In the United States and other developed nations, heart disease kills more people every year than cancer and costs nearly twice as much to treat.¹ For these patients, adult stem cell biology signifies a new medical frontier.

Coronary heart disease (CHD) is the leading cause of death in the United States for both men and women.² CHD is caused by a buildup of plaque in the coronary arteries leading to the heart. This buildup causes the arteries to narrow and, as a result, myocardial ischemia—a restriction in blood supply to the heart—can occur. The interruption of blood supply to a part of the heart can result in myocardial infarction (MI) or acute myocardial infarction (AMI), commonly known as a heart attack.³

Significant advances have been made globally in the prevention and early treatment of myocardial ischemia and infarction, reducing morbidity, mortality and cost. Despite these advances, 160,000 patients in the United States experience AMIs that place them at risk for cardiomyocyte dysfunction leading to heart failure and other adverse cardiac-related events, including death.⁴

There is an urgent need for novel therapeutic options for the prevention and early treatment of myocardial ischemia and infarction. Adult stem cell therapy has the potential to limit or prevent the adverse consequences of a large AMI. If confirmed to be safe and effective, cell therapy may revolutionize the approach to cardiovascular disease.

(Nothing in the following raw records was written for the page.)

//! Shared song model for the setlist client and server.
//!
//! This crate owns the JSON representation exchanged over `/api/songs` and
//! the field rules the form and the store both enforce. The rules are kept
//! deliberately small: every field is required and the year is capped at
//! four characters.

use std::fmt;

use serde::{Deserialize, Serialize};

/// Upper bound (exclusive) for client-generated song identifiers.
pub const SONG_ID_SPACE: u128 = 999_999_999;

/// Maximum number of characters accepted in the `year` field.
pub const YEAR_MAX_LEN: usize = 4;

/// A song record as stored and listed by the song service.
#[derive(Clone, Debug, Default, PartialEq, Eq, Serialize, Deserialize)]
pub struct Song {
    /// Client-generated identifier (decimal string).
    pub id: String,
    pub artist: String,
    pub title: String,
    /// Free-form year text, at most [`YEAR_MAX_LEN`] characters.
    pub year: String,
}

impl Song {
    /// Build a song from an identifier and edited fields.
    #[must_use]
    pub fn from_fields(id: impl Into<String>, fields: SongFields) -> Self {
        Self { id: id.into(), artist: fields.artist, title: fields.title, year: fields.year }
    }

    /// The editable fields of this song, without the identifier.
    #[must_use]
    pub fn fields(&self) -> SongFields {
        SongFields { artist: self.artist.clone(), title: self.title.clone(), year: self.year.clone() }
    }

    /// Whether the song carries an identifier usable for update/delete.
    #[must_use]
    pub fn has_id(&self) -> bool {
        !self.id.is_empty()
    }

    /// Check the field rules against this song.
    ///
    /// # Errors
    ///
    /// Returns every failing field, see [`validate_fields`].
    pub fn validate(&self) -> Result<(), ValidationErrors> {
        validate_fields(&self.fields())
    }
}

/// Response body of the list call: `{"songs": [...]}`.
#[derive(Clone, Debug, Default, PartialEq, Eq, Serialize, Deserialize)]
pub struct SongList {
    #[serde(default)]
    pub songs: Vec<Song>,
}

/// Editable song fields, as bound to the song form.
#[derive(Clone, Debug, Default, PartialEq, Eq, Serialize, Deserialize)]
pub struct SongFields {
    pub artist: String,
    pub title: String,
    pub year: String,
}

impl SongFields {
    #[must_use]
    pub fn value(&self, field: SongField) -> &str {
        match field {
            SongField::Artist => &self.artist,
            SongField::Title => &self.title,
            SongField::Year => &self.year,
        }
    }

    pub fn set(&mut self, field: SongField, value: String) {
        match field {
            SongField::Artist => self.artist = value,
            SongField::Title => self.title = value,
            SongField::Year => self.year = value,
        }
    }
}

// =============================================================================
// VALIDATION
// =============================================================================

/// Field names covered by the validation rules.
#[derive(Clone, Copy, Debug, PartialEq, Eq, Hash, Serialize, Deserialize)]
#[serde(rename_all = "lowercase")]
pub enum SongField {
    Artist,
    Title,
    Year,
}

impl SongField {
    pub const ALL: [SongField; 3] = [SongField::Artist, SongField::Title, SongField::Year];

    #[must_use]
    pub fn as_str(self) -> &'static str {
        match self {
            Self::Artist => "artist",
            Self::Title => "title",
            Self::Year => "year",
        }
    }
}

impl fmt::Display for SongField {
    fn fmt(&self, f: &mut fmt::Formatter<'_>) -> fmt::Result {
        f.write_str(self.as_str())
    }
}

/// A single failed field rule.
#[derive(Clone, Debug, PartialEq, Eq, thiserror::Error)]
pub enum FieldError {
    #[error("{0} is required")]
    Required(SongField),
    #[error("{field} must be at most {max} characters")]
    TooLong { field: SongField, max: usize },
}

impl FieldError {
    /// The field this failure belongs to.
    #[must_use]
    pub fn field(&self) -> SongField {
        match self {
            Self::Required(field) | Self::TooLong { field, .. } => *field,
        }
    }
}

/// All failed field rules for one song.
#[derive(Clone, Debug, Default, PartialEq, Eq, thiserror::Error)]
#[error("invalid song: {}", join_errors(.0))]
pub struct ValidationErrors(pub Vec<FieldError>);

impl ValidationErrors {
    /// First failure recorded for `field`, if any.
    #[must_use]
    pub fn for_field(&self, field: SongField) -> Option<&FieldError> {
        self.0.iter().find(|e| e.field() == field)
    }

    #[must_use]
    pub fn is_empty(&self) -> bool {
        self.0.is_empty()
    }
}

fn join_errors(errors: &[FieldError]) -> String {
    errors.iter().map(ToString::to_string).collect::<Vec<_>>().join(", ")
}

/// Validate song fields: all required, year at most [`YEAR_MAX_LEN`] characters.
///
/// # Errors
///
/// Returns [`ValidationErrors`] listing every failing field in form order.
pub fn validate_fields(fields: &SongFields) -> Result<(), ValidationErrors> {
    let mut errors = Vec::new();
    if fields.artist.is_empty() {
        errors.push(FieldError::Required(SongField::Artist));
    }
    if fields.title.is_empty() {
        errors.push(FieldError::Required(SongField::Title));
    }
    if fields.year.is_empty() {
        errors.push(FieldError::Required(SongField::Year));
    } else if fields.year.chars().count() > YEAR_MAX_LEN {
        errors.push(FieldError::TooLong { field: SongField::Year, max: YEAR_MAX_LEN });
    }

    if errors.is_empty() { Ok(()) } else { Err(ValidationErrors(errors)) }
}

/// Render raw entropy as a song identifier in `[0, SONG_ID_SPACE)`.
#[must_use]
pub fn song_id_from_entropy(entropy: u128) -> String {
    (entropy % SONG_ID_SPACE).to_string()
}

#[cfg(test)]
#[path = "lib_test.rs"]
mod tests;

In some clinical studies, patients who received coronary artery injections of adult stem cells derived from their own bone marrow after a myocardial infarction showed improvements in left ventricular function not seen in patients given a placebo. The larger the initial infarct size, the greater the effect of the infusion. There seems to be a safety advantage of autologous cells over allogeneic cells; it also appears that autologous transplanted cells remain in the heart and potentially continue to work years later, as demonstrated in preclinical animal experiments.

Clinical trials using adult stem cell infusion as a treatment approach to AMI are ongoing. Successes in pilot studies warrant large-scale longitudinal studies to examine the potential effects of progenitor-cell administration on morbidity and mortality.

One example of an adult stem cell-based therapeutic application in the treatment of AMI is AMR–001. AMR-001, manufactured by Amorcyte, Inc., is an autologous, bone marrow-derived cell therapy designed to treat AMI patients with their own stem cells.

In a Phase 1 trial, AMR–001 showed a dose–related significant improvement in perfusion. The study results demonstrated that patients receiving 10 million and 15 million cells showed significant improvement in resting perfusion rates at six months as compared to patients receiving 5 million cells and control. The data also showed that patients receiving 10 million or more cells showed a trend towards improvement in ejection fraction, the percentage of blood pumped out of a ventricle with each heartbeat, end systolic volume, infarct size and tissue death due to loss of adequate blood supply at six month follow–up. No study–related significant adverse events were reported. Having completed the Phase 1 trial with promising results, AMR-001 entered its Phase 2 clinical trial in early 2012.

Intracoronary infusions of progenitor cells have shown preliminary successes in preventing post-MI heart failure in clinical trials.⁵ Larger trials will be needed to determine if past successes translate into reductions in clinical end points. If later-phase studies are successful, it would open up a whole new way of treating heart disease. Investigation into the use of adult stem cells in the treatment of AMI may provide a promising future for regenerative therapeutics in the treatment of progressive cardiomyocyte dysfunction and in addressing one of the leading causes of death globally.

About the Author
Dr. Pecora is the chief medical officer at NeoStem, Inc., a biopharmaceutical company engaged in regenerative science and the therapeutic development of cell-based therapies. He is the former chairman and chief executive officer of Progenitor Cell Therapy.

References
1. American Diabetes Association. Economic costs of diabetes in the U.S. in 2002. Diabetes Care. 26:917–932, 2003.

 2. Feero WG, et al. Genomics of Cardiovascular Disease. N Engl J Med. 2011; 365:2098-2109.

 3. National Heart, Lung, and Blood Institute. NHLBI What Is Coronary Heart Disease? National Institute of Health, 2011. Available at http://www.nhlbi.nih.gov/health/health-topics/topics/cad/. Accessed January 27, 2012.

 4. Amorcyte: About Amorcyte. http://www.amorcyte.com/about.htm. Accessed January 27, 2012.

 5. Tongers J, et al. Stem and progenitor cell-based therapy in ischaemic heart disease: promise, uncertainties, and challenges. Eur Heart J. 2011; 32(10):1197.